## Tutorial 4. Interactive exploratory data analysis : *the beauty of holoviews*


Created by Emanuel Flores-Bautista 2019  All content contained in this notebook is licensed under a [Creative Commons License 4.0](https://creativecommons.org/licenses/by/4.0/). The code is licensed under a [MIT license](https://opensource.org/licenses/MIT).

In [None]:
import numpy as np
import pandas as pd
import scipy.stats as st
import matplotlib.pyplot as plt
import seaborn as sns
import holoviews as hv
from holoviews import dim, opts
from scipy.stats import pearsonr
import TCD19_utils as TCD_19

hv.extension('bokeh')

#Setting all the plots in the notebook
%matplotlib inline

#Make the figure format appear as svg
%config InlineBackend.figure_format = 'svg' 

TCD_19.set_plotting_style_2()

In [None]:
df = pd.read_csv('../data/data_CONAPO_municipal_90-15.csv', encoding = "ISO-8859-1")

In [None]:
df.head()

Let's filter out the data to get the Yucatán values. 

In [None]:
df_yuc = df[df['ENT'] == 'Yucatán']

Let's rename the columns.

In [None]:
df_yuc = df_yuc.rename(columns = {'SPRIM': '% sin primaria', 
                       'OVSD': '% sin drenaje', 
                       'ANALF': '% analfabeta', 
                       'OVSEE': '% sin energía eléctrica', 
                       'OVPT': '% con piso de tierra', 
                       'GM': 'Grado de marginación', 
                       'PO2SM': '% con ingresos de menos de 2 salarios mín.',
                       'OVSAE': '% sin agua entubada',
                        'IM': 'índice de marginación'})

In [None]:
cols = df_yuc.columns[4:17]
df_yuc[cols] = df_yuc[cols].apply(pd.to_numeric, errors='coerce')

In [None]:
df_yuc = df_yuc[df_yuc['AÑO']== 2015]

In [None]:
df_yuc.tail(3)

In [None]:
sns.jointplot(data = df_yuc, x = '% analfabeta', y = '% con ingresos de menos de 2 salarios mín.',
              kind ='hex', stat_func = pearsonr, color = 'grey');



In [None]:
sns.jointplot(data = df_yuc, x = '% analfabeta', y = '% con ingresos de menos de 2 salarios mín.',
          hue = 'MUN',  kind ='kde', stat_func = pearsonr,
              alpha = 0.4, color = 'grey');



Let's practice our abilities ! Make a pairgrid with the top axis as a 2D kde and the lower axis as a scatter plot, and the diagonal a box plot.

In [None]:
##write your code here

Make a function to calculate the correlation matrix, and draw conclusions on what variables are highly correlated. After that, plot a clustermap to find clusters of correlated variables. 

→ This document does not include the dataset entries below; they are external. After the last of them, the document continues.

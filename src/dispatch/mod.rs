//! Consumer dispatch: decode deliveries, invoke the handler, acknowledge or requeue.
//!
//! A delivery moves through `Received -> Decoding -> Processing ->
//! {Acknowledged | Requeued} -> Done`. Payloads without usable JSON structure
//! are dropped before the handler runs. On the pull path the acknowledgement
//! discipline is chosen by [`AckMode`].

use std::future::Future;
use std::sync::Arc;
use std::time::{Duration, Instant};

use async_trait::async_trait;
use serde::{Deserialize, Serialize};
use serde_json::Value;
use tokio_util::sync::CancellationToken;
use tracing::{debug, error, info, warn};

use crate::metrics::METRICS;
use crate::transport::Transport;
use crate::types::validation::validate_message_size;
use crate::types::{OperationResult, PullOptions, ReceivedMessage, StatusCode};
use crate::{Error, Result};

/// Application logic invoked once per usable message.
#[async_trait]
pub trait MessageHandler: Send + Sync {
    /// Process a decoded message. The returned value becomes the push or task
    /// response message. An error triggers requeue on the pull path.
    async fn handle(&self, message: Value) -> anyhow::Result<Value>;
}

/// Handler backed by an async closure.
pub struct FnHandler<F>(F);

impl<F, Fut> FnHandler<F>
where
    F: Fn(Value) -> Fut + Send + Sync + 'static,
    Fut: Future<Output = anyhow::Result<Value>> + Send + 'static,
{
    /// Wrap `f` as a handler.
    pub fn new(f: F) -> Self {
        Self(f)
    }
}

#[async_trait]
impl<F, Fut> MessageHandler for FnHandler<F>
where
    F: Fn(Value) -> Fut + Send + Sync + 'static,
    Fut: Future<Output = anyhow::Result<Value>> + Send + 'static,
{
    async fn handle(&self, message: Value) -> anyhow::Result<Value> {
        (self.0)(message).await
    }
}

Free your mind, use your creativity! Now practice your dataviz abilities by making some interesting description about the above distributions. Remember to upload your example code in a new notebook and to upload it to Github. 

## Interactive data visualization

In [None]:
df_yuc.head()

In [None]:
hv.Scatter(df_yuc , kdims = ['índice de marginación'], vdims = ['% analfabeta'] )

## Shine with style

The default style of this scatter plot is not the default Bokeh style, which I prefer. We might also want to specify the plot dimensions and other attributes about the plot. In HoloViews, you can specify style options and plot options.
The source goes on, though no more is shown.